冷却水
エンジンの冷却水は、LLC(ロングライフクーラント)と呼ばれていて、一年中使用できるようになっています。普通はマイナス15℃まで凍らないように調整されているので、ほとんどの場所では問題なく使用できます。また、寒冷地仕様ではマイナス30℃対応となっています。しかし、冷却水が減っているからと水を足しているような場合では、濃度が薄くなっているので、これより高い温度で凍結する可能性があります。
通常使用では、それほど補充する必要もないので、濃度が変わるほど水を足すこと自体が問題なのですが、念のため注意しておきましょう。

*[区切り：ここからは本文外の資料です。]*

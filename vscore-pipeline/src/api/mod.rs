//! HTTP API handlers for vscore-pipeline

pub mod health;
pub mod refresh;
pub mod snapshot;

pub use health::health_routes;
pub use refresh::refresh_routes;
pub use snapshot::snapshot_routes;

エンジン内の冷却水が凍結すると、凍結したときの膨張により各部を破損してしまいます。大抵は、エンジンブロックにあるキャップ(製造時の砂抜き穴をふさぐもの)が外れます。ラジエーターを破損することもあるようです。凍結は、ラジエーターキャップを外して点検しない限り気付かないと思われますが、そのままエンジンを始動するとウォーターポンプが回転しないため、ベルトやポンプを破壊する可能性が非常に高くなります。また、外れたキャップから冷却水が無くなると、エンジンが掛かった場合オーバーヒートを起こすことになります。
このような凍結事故は起こりにくいですが、それだけに万一の際のダメージは大きいので注意しましょう。
ウォッシャー液
ガラス洗浄するウォッシャー液ですが、降雪地域へ行くとウインドウの汚れがひどくなるので、使う率も多くなってきます。遠出する場合は、液量を満タンにしておきましょう。また、通常の濃度では、凍ってしまうこともありますので、濃くするなどして対応します。凍結に気が付かずにウォッシャーを作動させていると、モータートラブルの原因となります。
ワイパー
夏用のワイパーはフレームが露出しているので、雪が付いて凍結するとワイパーの機能を失ってしまいます。拭き取り性能が落ちたワイパーでは、前方視界が極端に落ちてしまうので非常に危険です。これに対応するために、冬用のワイパーブレードがあるので、降雪地域へ出かける場合は事前に交換しておくのがオススメです。
このブレードは全体がゴムで覆われていて、長さは少し短めに設定されています。まあ、雪国の人が全て使っているわけでもないので、無くても何とかなってしまう部類のパーツではありますが、専用品の性能は違います。快適なウインタードライビングをしたいと考えるなら、使いたいパーツです。
エンジンルーム洗浄
年末の大掃除に、エンジンルームを洗おうと考える人もいるかもしれませんが、凍結しそうな時は避けるようにします。というのも、洗浄で残った水分が、ワイヤーなどの操作系で凍る可能性があるからです。この場合、アクセルが戻らなくなるなど危険な状態になる可能性もあります。もし、洗浄する場合は昼間の暖かいうちに行い(夜はやりたくないですが)、しばらく走行して水分を飛ばすようにしましょう。
サイドブレーキ
操作系の凍結で思い出しましたが、寒冷地でありがちなトラブルです。クルマを駐車するときにサイドブレーキを引いておくと、周りに付着した雪や水分が凍結して、ワイヤーが動かなくなってしまうものです。これを回避するには、ATではPレンジ、MTではローかバックにギヤを入れておき、サイドブレーキは掛けないようにします。ただし、MT車では、必ずニュートラルを確認してクラッチを踏んでからスターターを回してください。寒いからちょっと暖めようなどと、クルマに乗り込まないでエンジンを掛けると、大変なことになってしまいます。
洗車
スキーなどのレジャーから帰ってくると、クルマ全体が白っぽく汚れていますが、これには道路に撒かれた凍結防止剤が多く含まれています。凍結防止剤は塩化ナトリウム、つまり塩なのでクルマには大敵です。水ですすぐだけでも良いので、できるだけ早めに洗車してあげましょう。特に下回りは重点的にやっておきましょう。これで、サビの発生を抑えられます。